#### [Data supplied]

= = = = = = =

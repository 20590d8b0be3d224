//! Read-evaluate loop.

use std::sync::Arc;

use buddyline_shared::{nonce::RandomNonce, time::SystemClock};
use rustyline::DefaultEditor;
use rustyline::error::ReadlineError;

use crate::infrastructure::{GatewayConfig, ReqwestChatGateway};

use super::{
    command::Command,
    dispatcher::{Dispatcher, Flow},
    error::ClientError,
    formatter::ReplyFormatter,
    prompt::TerminalPrompt,
};

/// Run the interactive client until `exit`, EOF, or a fatal error.
///
/// With `email` set, a login is attempted before the first prompt and the
/// password is asked for interactively.
pub async fn run_client(config: GatewayConfig, email: Option<String>) -> Result<(), ClientError> {
    let gateway = Arc::new(ReqwestChatGateway::new(&config)?);
    tracing::info!("Using {}", config.base_url);

    let mut dispatcher = Dispatcher::new(
        gateway,
        Arc::new(SystemClock),
        Arc::new(RandomNonce),
        Box::new(TerminalPrompt),
    );

    if let Some(email) = email {
        let flow = dispatcher
            .dispatch(Command::Login {
                email: Some(email),
                password: None,
            })
            .await?;
        print_flow(&flow);
    }

    println!("Type 'help' for a list of commands.");

    let mut rl = DefaultEditor::new().map_err(|e| ClientError::Readline(e.to_string()))?;

    loop {
        let prompt = ReplyFormatter::format_prompt(dispatcher.session());
        let line = match rl.readline(&prompt) {
            Ok(line) => line,
            Err(ReadlineError::Interrupted) => {
                // Ctrl+C
                tracing::info!("Interrupted");
                break;
            }
            Err(ReadlineError::Eof) => {
                // Ctrl+D
                tracing::info!("EOF");
                break;
            }
            Err(err) => return Err(ClientError::Readline(err.to_string())),
        };

        let line = line.trim();
        if line.is_empty() {
            continue;
        }
        // Keep passwords typed inline out of the history
        if !line.starts_with("login") {
            rl.add_history_entry(line).ok();
        }

        let flow = dispatcher.dispatch_line(line).await?;
        if flow == Flow::Exit {
            break;
        }
        print_flow(&flow);
    }

    tracing::info!("Client session ended");
    Ok(())
}

fn print_flow(flow: &Flow) {
    if let Flow::Continue(text) = flow
        && !text.is_empty()
    {
        println!("{}", text);
    }
}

= = = = = = =

#### [Task statement]
The records above must each be restated exactly as they stand.

#### [Your response]
repository 20590d8b0be3d224
//! Read-evaluate loop.

use std::sync::Arc;

use buddyline_shared::{nonce::RandomNonce, time::SystemClock};
use rustyline::DefaultEditor;
use rustyline::error::ReadlineError;

use crate::infrastructure::{GatewayConfig, ReqwestChatGateway};

use super::{
    command::Command,
    dispatcher::{Dispatcher, Flow},
    error::ClientError,
    formatter::ReplyFormatter,
    prompt::TerminalPrompt,
};

/// Run the interactive client until `exit`, EOF, or a fatal error.
///
/// With `email` set, a login is attempted before the first prompt and the
/// password is asked for interactively.
pub async fn run_client(config: GatewayConfig, email: Option<String>) -> Result<(), ClientError> {
    let gateway = Arc::new(ReqwestChatGateway::new(&config)?);
    tracing::info!("Using {}", config.base_url);

    let mut dispatcher = Dispatcher::new(
        gateway,
        Arc::new(SystemClock),
        Arc::new(RandomNonce),
        Box::new(TerminalPrompt),
    );

    if let Some(email) = email {
        let flow = dispatcher
            .dispatch(Command::Login {
                email: Some(email),
                password: None,
            })
            .await?;
        print_flow(&flow);
    }

    println!("Type 'help' for a list of commands.");

    let mut rl = DefaultEditor::new().map_err(|e| ClientError::Readline(e.to_string()))?;

    loop {
        let prompt = ReplyFormatter::format_prompt(dispatcher.session());
        let line = match rl.readline(&prompt) {
            Ok(line) => line,
            Err(ReadlineError::Interrupted) => {
                // Ctrl+C
                tracing::info!("Interrupted");
                break;
            }
            Err(ReadlineError::Eof) => {
                // Ctrl+D
                tracing::info!("EOF");
                break;
            }
            Err(err) => return Err(ClientError::Readline(err.to_string())),
        };

        let line = line.trim();
        if line.is_empty() {
            continue;
        }
        // Keep passwords typed inline out of the history
        if !line.starts_with("login") {
            rl.add_history_entry(line).ok();
        }

        let flow = dispatcher.dispatch_line(line).await?;
        if flow == Flow::Exit {
            break;
        }
        print_flow(&flow);
    }

    tracing::info!("Client session ended");
    Ok(())
}

fn print_flow(flow: &Flow) {
    if let Flow::Continue(text) = flow
        && !text.is_empty()
    {
        println!("{}", text);
    }
}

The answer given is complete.